*Your goal:* I'd like every line from the material below that has "Future" in it.

*Records supplied:*
____________

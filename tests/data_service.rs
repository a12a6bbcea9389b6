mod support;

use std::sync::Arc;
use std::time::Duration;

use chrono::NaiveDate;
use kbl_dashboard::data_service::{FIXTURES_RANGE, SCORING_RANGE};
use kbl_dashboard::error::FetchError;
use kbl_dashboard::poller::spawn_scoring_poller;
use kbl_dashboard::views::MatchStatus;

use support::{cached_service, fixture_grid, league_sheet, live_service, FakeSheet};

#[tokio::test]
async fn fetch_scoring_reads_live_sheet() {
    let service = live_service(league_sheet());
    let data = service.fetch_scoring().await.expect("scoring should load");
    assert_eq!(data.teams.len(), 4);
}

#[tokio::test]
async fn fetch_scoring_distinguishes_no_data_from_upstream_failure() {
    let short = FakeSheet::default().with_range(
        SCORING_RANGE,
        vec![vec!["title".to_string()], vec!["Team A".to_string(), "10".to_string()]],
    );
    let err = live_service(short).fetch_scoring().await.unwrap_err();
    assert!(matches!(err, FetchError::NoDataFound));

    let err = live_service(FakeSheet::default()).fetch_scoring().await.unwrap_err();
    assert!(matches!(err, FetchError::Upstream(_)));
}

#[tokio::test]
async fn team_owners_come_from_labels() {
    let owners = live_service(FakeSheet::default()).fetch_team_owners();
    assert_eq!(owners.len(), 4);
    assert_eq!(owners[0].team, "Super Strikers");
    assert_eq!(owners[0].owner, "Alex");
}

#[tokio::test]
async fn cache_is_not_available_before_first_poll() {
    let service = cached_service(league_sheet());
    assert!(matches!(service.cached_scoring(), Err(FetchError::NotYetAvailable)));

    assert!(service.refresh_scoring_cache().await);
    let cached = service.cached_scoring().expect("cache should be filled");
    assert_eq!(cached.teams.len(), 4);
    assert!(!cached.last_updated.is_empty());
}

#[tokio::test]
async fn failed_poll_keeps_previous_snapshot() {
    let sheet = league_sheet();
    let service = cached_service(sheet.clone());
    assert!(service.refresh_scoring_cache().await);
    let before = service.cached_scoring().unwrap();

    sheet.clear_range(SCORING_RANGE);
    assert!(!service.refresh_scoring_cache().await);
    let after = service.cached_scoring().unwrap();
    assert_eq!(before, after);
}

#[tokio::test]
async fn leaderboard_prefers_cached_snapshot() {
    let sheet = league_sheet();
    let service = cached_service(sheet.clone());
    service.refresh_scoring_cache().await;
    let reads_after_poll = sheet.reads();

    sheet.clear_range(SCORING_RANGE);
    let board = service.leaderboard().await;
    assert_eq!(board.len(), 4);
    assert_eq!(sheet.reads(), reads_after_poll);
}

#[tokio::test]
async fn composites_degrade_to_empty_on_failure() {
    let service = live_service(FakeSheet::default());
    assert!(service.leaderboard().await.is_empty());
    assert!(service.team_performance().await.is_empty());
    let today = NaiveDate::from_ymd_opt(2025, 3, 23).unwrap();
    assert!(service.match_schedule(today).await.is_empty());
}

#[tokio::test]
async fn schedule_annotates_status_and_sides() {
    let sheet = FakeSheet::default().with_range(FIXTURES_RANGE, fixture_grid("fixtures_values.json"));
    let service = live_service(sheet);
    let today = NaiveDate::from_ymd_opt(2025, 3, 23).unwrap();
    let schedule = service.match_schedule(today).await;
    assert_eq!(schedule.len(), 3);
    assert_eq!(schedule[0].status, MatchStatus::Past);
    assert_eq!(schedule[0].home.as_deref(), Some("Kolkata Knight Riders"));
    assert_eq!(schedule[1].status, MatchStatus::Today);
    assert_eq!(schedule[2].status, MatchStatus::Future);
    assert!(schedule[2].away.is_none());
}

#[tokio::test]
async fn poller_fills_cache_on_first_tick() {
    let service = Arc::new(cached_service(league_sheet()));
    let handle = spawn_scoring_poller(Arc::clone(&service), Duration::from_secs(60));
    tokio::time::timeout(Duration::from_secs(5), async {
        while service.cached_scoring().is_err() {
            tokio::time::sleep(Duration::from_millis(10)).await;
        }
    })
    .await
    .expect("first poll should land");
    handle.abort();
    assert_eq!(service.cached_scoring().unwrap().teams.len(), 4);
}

____________

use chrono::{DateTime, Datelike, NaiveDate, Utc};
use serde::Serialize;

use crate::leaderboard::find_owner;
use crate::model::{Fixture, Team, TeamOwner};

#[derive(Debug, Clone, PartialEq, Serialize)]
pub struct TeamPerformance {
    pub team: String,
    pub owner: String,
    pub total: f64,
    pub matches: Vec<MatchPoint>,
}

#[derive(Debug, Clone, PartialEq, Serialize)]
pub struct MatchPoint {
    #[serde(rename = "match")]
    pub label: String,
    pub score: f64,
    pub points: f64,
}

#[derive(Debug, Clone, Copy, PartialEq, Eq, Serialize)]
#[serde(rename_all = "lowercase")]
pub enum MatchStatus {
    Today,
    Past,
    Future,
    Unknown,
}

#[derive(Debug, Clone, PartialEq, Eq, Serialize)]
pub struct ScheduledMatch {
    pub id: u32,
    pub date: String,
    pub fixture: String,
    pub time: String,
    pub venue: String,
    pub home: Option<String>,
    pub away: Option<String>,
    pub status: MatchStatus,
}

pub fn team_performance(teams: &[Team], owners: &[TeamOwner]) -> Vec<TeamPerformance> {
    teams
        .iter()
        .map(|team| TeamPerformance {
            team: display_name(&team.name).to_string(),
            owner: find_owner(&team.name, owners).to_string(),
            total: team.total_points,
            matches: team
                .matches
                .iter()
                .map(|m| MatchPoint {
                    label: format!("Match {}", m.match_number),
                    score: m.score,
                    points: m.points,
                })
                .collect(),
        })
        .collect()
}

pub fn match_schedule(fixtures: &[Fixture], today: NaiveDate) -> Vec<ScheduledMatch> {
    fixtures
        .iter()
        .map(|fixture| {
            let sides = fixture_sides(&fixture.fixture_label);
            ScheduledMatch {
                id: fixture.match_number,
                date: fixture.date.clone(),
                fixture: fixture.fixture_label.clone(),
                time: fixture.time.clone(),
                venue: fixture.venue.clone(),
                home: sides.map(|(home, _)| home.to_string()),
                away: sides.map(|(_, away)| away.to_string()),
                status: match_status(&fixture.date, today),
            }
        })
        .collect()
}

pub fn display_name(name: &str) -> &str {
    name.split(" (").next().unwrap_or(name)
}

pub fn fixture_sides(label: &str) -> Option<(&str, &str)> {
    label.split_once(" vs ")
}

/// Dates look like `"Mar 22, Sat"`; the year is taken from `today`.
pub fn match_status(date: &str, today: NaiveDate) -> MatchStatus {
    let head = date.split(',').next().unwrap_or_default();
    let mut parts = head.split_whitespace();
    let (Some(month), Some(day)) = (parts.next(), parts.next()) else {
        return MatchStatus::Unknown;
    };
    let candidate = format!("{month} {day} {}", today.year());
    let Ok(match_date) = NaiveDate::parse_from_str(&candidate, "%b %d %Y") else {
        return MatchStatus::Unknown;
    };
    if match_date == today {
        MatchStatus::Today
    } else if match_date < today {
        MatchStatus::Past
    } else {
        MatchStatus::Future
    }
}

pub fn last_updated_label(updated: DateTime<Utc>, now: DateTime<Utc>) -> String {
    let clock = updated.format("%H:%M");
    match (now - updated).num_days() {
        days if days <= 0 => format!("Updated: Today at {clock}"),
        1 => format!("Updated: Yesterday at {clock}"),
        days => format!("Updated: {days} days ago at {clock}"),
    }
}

____________

*Task answer:*
    assert_eq!(schedule[2].status, MatchStatus::Future);
    Future,
        MatchStatus::Future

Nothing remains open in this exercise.